When I tell friends that I’ve returned to Harvard, 31 years after graduating from the College, to become the editor of Harvard Magazine, the response is always some permutation of, “What a time to be there.” In truth, it’s always a time at Harvard, but this is the most consequential in my memory, and perhaps in Harvard’s history. It’s the first time in my experience that Harvard has been positioned, in anyone’s mind, as the underdog. It’s the first time the University has faced a seemingly existential threat. And every day seems to bring a new wrinkle in this seesaw of hope, frustration, and self-critique—which is why we’ve devoted many pages in this issue to helping readers understand the context and the consequences of the federal government’s extraordinary actions (See page 22).

And yet, being back on campus, I’ve seen so many things that remind me of Harvard’s permanence. The grass in front of Widener Library is as meticulously cut as always; the familiar rhododendrons are in bloom. The pull to procrastinate, which I felt acutely as a student, is as strong as ever. Harvard Square brings the same experience, with a few updates: Mr. Bartley’s, but with burgers named for Bill Burr and Sabrina Carpenter; a new, charmingly pretentious coffee shop to replace the old charmingly pretentious coffee shop. And the whole campus buzzes with the same potential energy: the sense that, at any moment, you’re likely to be pulled into a fascinating conversation.

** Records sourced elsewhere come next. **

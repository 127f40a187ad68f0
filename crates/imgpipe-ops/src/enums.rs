//! Enumerated option tables used by the built-in operations.
//!
//! Each table is a static [`EnumType`] whose member names and constants
//! follow the usual vision-library spelling (`BORDER_REFLECT_101`,
//! `THRESH_BINARY`, ...). The Rust enums next to them are what the pixel
//! code actually matches on.

use crate::{OpsError, OpsResult};
use imgpipe_core::{EnumType, EnumValue};

/// Pixel extrapolation at image borders.
pub static BORDER_TYPE: EnumType = EnumType::new(
    "BorderType",
    &[
        ("BORDER_DEFAULT", 4),
        ("BORDER_CONSTANT", 0),
        ("BORDER_REPLICATE", 1),
        ("BORDER_REFLECT", 2),
        ("BORDER_WRAP", 3),
        ("BORDER_REFLECT_101", 4),
    ],
);

/// Threshold comparison mode.
pub static THRESHOLD_TYPE: EnumType = EnumType::new(
    "ThresholdType",
    &[
        ("THRESH_BINARY", 0),
        ("THRESH_BINARY_INV", 1),
        ("THRESH_TRUNC", 2),
        ("THRESH_TOZERO", 3),
        ("THRESH_TOZERO_INV", 4),
    ],
);

/// Structuring element shape for morphology.
pub static MORPH_SHAPE: EnumType = EnumType::new(
    "MorphShape",
    &[("MORPH_RECT", 0), ("MORPH_CROSS", 1), ("MORPH_ELLIPSE", 2)],
);

/// Resampling filter.
pub static INTERPOLATION: EnumType = EnumType::new(
    "Interpolation",
    &[("INTER_LINEAR", 1), ("INTER_NEAREST", 0)],
);

/// Border extrapolation mode.
///
/// ```text
/// Constant:    000000|abcdefgh|000000
/// Replicate:   aaaaaa|abcdefgh|hhhhhhh
/// Reflect:     fedcba|abcdefgh|hgfedcb
/// Reflect101:  gfedcb|abcdefgh|gfedcba
/// Wrap:        cdefgh|abcdefgh|abcdefg
/// ```
#[derive(Debug, Clone, Copy, PartialEq, Eq)]
pub enum BorderMode {
    /// Out-of-range samples read as zero.
    Constant,
    /// Clamp to the edge sample.
    Replicate,
    /// Mirror including the edge sample.
    Reflect,
    /// Periodic.
    Wrap,
    /// Mirror excluding the edge sample.
    Reflect101,
}

impl BorderMode {
    /// Maps a [`BORDER_TYPE`] member to a mode.
    pub fn from_enum(value: EnumValue) -> OpsResult<Self> {
        match value.value() {
            0 => Ok(Self::Constant),
            1 => Ok(Self::Replicate),
            2 => Ok(Self::Reflect),
            3 => Ok(Self::Wrap),
            4 => Ok(Self::Reflect101),
            _ => Err(unknown_member(value)),
        }
    }

    /// Maps an out-of-range coordinate back into `0..len`.
    ///
    /// Returns `None` for [`BorderMode::Constant`] outside the image.
    pub fn resolve(self, i: isize, len: usize) -> Option<usize> {
        let n = len as isize;
        if (0..n).contains(&i) {
            return Some(i as usize);
        }
        let j = match self {
            Self::Constant => return None,
            Self::Replicate => i.clamp(0, n - 1),
            Self::Wrap => i.rem_euclid(n),
            Self::Reflect => {
                let period = 2 * n;
                let j = i.rem_euclid(period);
                if j >= n { period - 1 - j } else { j }
            }
            Self::Reflect101 => {
                if n == 1 {
                    0
                } else {
                    let period = 2 * n - 2;
                    let j = i.rem_euclid(period);
                    if j >= n { period - j } else { j }
                }
            }
        };
        Some(j as usize)
    }
}

/// Threshold comparison mode.
#[derive(Debug, Clone, Copy, PartialEq, Eq)]
pub enum ThresholdKind {
    /// `v > t ? max : 0`
    Binary,
    /// `v > t ? 0 : max`
    BinaryInv,
    /// `v > t ? t : v`
    Trunc,
    /// `v > t ? v : 0`
    ToZero,
    /// `v > t ? 0 : v`
    ToZeroInv,
}

impl ThresholdKind {
    /// Maps a [`THRESHOLD_TYPE`] member to a mode.
    pub fn from_enum(value: EnumValue) -> OpsResult<Self> {
        match value.value() {
            0 => Ok(Self::Binary),
            1 => Ok(Self::BinaryInv),
            2 => Ok(Self::Trunc),
            3 => Ok(Self::ToZero),
            4 => Ok(Self::ToZeroInv),
            _ => Err(unknown_member(value)),
        }
    }
}

/// Structuring element shape.
#[derive(Debug, Clone, Copy, PartialEq, Eq)]
pub enum MorphShape {
    /// Full square.
    Rect,
    /// Center row and column.
    Cross,
    /// Inscribed ellipse.
    Ellipse,
}

impl MorphShape {
    /// Maps a [`MORPH_SHAPE`] member to a shape.
    pub fn from_enum(value: EnumValue) -> OpsResult<Self> {
        match value.value() {
            0 => Ok(Self::Rect),
            1 => Ok(Self::Cross),
            2 => Ok(Self::Ellipse),
            _ => Err(unknown_member(value)),
        }
    }
}

/// Resampling filter.
#[derive(Debug, Clone, Copy, PartialEq, Eq)]
pub enum Interpolation {
    /// Nearest neighbour.
    Nearest,
    /// Bilinear.
    Linear,
}

impl Interpolation {
    /// Maps an [`INTERPOLATION`] member to a filter.
    pub fn from_enum(value: EnumValue) -> OpsResult<Self> {
        match value.value() {
            0 => Ok(Self::Nearest),
            1 => Ok(Self::Linear),
            _ => Err(unknown_member(value)),
        }
    }
}

fn unknown_member(value: EnumValue) -> OpsError {
    OpsError::InvalidParameter(format!(
        "{} has no mode for constant {}",
        value.type_name(),
        value.value()
    ))
}
//! Error types for the pipeline core.
//!
//! - [`ImportError`] - a pipeline document could not be accepted
//! - [`ReplayError`] - a replay stopped at a record and was rolled back
//! - [`PipelineError`] - anything a [`Session`](crate::Session) call can fail with
//! - [`ConfigError`] - session configuration could not be loaded
//!
//! None of these leave session state partially modified.

use crate::manager::SessionId;
use imgpipe_ops::OpsError;
use std::path::PathBuf;
use thiserror::Error;

/// Result type for session operations.
pub type PipelineResult<T> = Result<T, PipelineError>;

/// Pipeline document rejected at parse time.
#[derive(Debug, Error)]
pub enum ImportError {
    /// Input is not valid JSON.
    #[error("malformed JSON: {0}")]
    MalformedJson(#[source] serde_json::Error),

    /// Top-level shape or a value type does not match the document format.
    #[error("schema violation at '{field}': {message}")]
    SchemaViolation {
        /// Dotted path of the offending field.
        field: String,
        /// What was wrong with it.
        message: String,
    },

    /// An entry lacks a required field.
    #[error("functions_applied[{index}]: missing field '{field}'")]
    MissingField {
        /// Zero-based entry position.
        index: usize,
        /// Missing field name.
        field: &'static str,
    },
}

impl ImportError {
    pub(crate) fn violation(field: impl Into<String>, message: impl Into<String>) -> Self {
        Self::SchemaViolation {
            field: field.into(),
            message: message.into(),
        }
    }
}

/// Replay stopped at a record. The session was restored to its state before
/// the replay started.
#[derive(Debug, Error)]
pub enum ReplayError {
    /// The record names an operation the registry does not know.
    #[error("step {step}: unknown operation '{name}'")]
    UnknownOperation {
        /// Operation name from the record.
        name: String,
        /// Step number from the record.
        step: u64,
    },

    /// The operation ran and failed.
    #[error("step {step}: operation '{name}' failed: {source}")]
    OperationFailed {
        /// Operation name from the record.
        name: String,
        /// Step number from the record.
        step: u64,
        /// Underlying failure.
        #[source]
        source: OpsError,
    },
}

impl ReplayError {
    /// Step number of the failing record.
    pub fn step(&self) -> u64 {
        match self {
            Self::UnknownOperation { step, .. } | Self::OperationFailed { step, .. } => *step,
        }
    }
}

/// Errors from [`Session`](crate::Session) and
/// [`SessionManager`](crate::SessionManager) calls.
#[derive(Debug, Error)]
pub enum PipelineError {
    /// Document could not be parsed.
    #[error(transparent)]
    Import(#[from] ImportError),

    /// Replay was rolled back.
    #[error(transparent)]
    Replay(#[from] ReplayError),

    /// No source image has been loaded.
    #[error("no source image loaded")]
    NoImage,

    /// Operation name is not registered.
    #[error("unknown operation '{0}'")]
    UnknownOperation(String),

    /// Operation failed on the current image.
    #[error("operation '{name}' failed: {source}")]
    Operation {
        /// Operation name.
        name: String,
        /// Underlying failure.
        #[source]
        source: OpsError,
    },

    /// The history cursor moved after the preview was taken.
    #[error("preview is stale: history changed since it was computed")]
    StalePreview,

    /// Session id is not open.
    #[error("unknown session {0}")]
    UnknownSession(SessionId),

    /// Document serialization failed.
    #[error("export error: {0}")]
    Export(#[from] serde_json::Error),
}

/// Configuration loading error.
#[derive(Debug, Error)]
pub enum ConfigError {
    /// Config file not found.
    #[error("config file not found: {path}")]
    NotFound {
        /// Path that was tried.
        path: PathBuf,
    },

    /// I/O error reading the file.
    #[error("I/O error: {0}")]
    Io(#[from] std::io::Error),

    /// YAML parsing error.
    #[error("YAML parse error: {0}")]
    Yaml(#[from] serde_yaml::Error),
}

Those conversations are what I remember most fondly from my College days. In some ways, the contours of campus debate in the 1990s—when the term of art for the reigning orthodoxy of academic thought was “politically correct,” instead of “woke”—weren’t so different from what we see today, in this ongoing tussle over the boundaries between free expression and hurtful speech. (For a taste of my college life, Google “1992 Harvard Confederate flag” or “Dunster House Kosher toaster.”) I remember heated arguments, tense meetings with faculty, long nights editing Crimson stories that tried to capture the mood. It was challenging, sometimes infuriating, always educational.
The question of how to exchange ideas is at the core of everything a university does, and getting it right is an ongoing project.
Some students, then as now, came to campus with their ideas and politics fully formed. I did not, which was a blessing. I read texts that vexed and excited me; I tested ideas in sprawling discussions. I said things, I’m sure, that I wouldn’t say now and wouldn’t want to attribute to myself years later. This seems to me the crucial difference between my college experience and the pressure students are under today, in the age of social media: the sense of being on record, in the moment and in posterity; the thought that you could be broadly condemned for a single thought or idea, or ostracized from a group you thought shared your values by dint of one topic on which you disagreed. Not only is it scary, but it undercuts the value of an argument. I’ve spent a good portion of my career writing op-ed columns or guiding others to do so, and I always give the same advice to writers: your goal is not to change readers’ minds, but to expand their thinking by inserting an idea that embeds itself in their brains.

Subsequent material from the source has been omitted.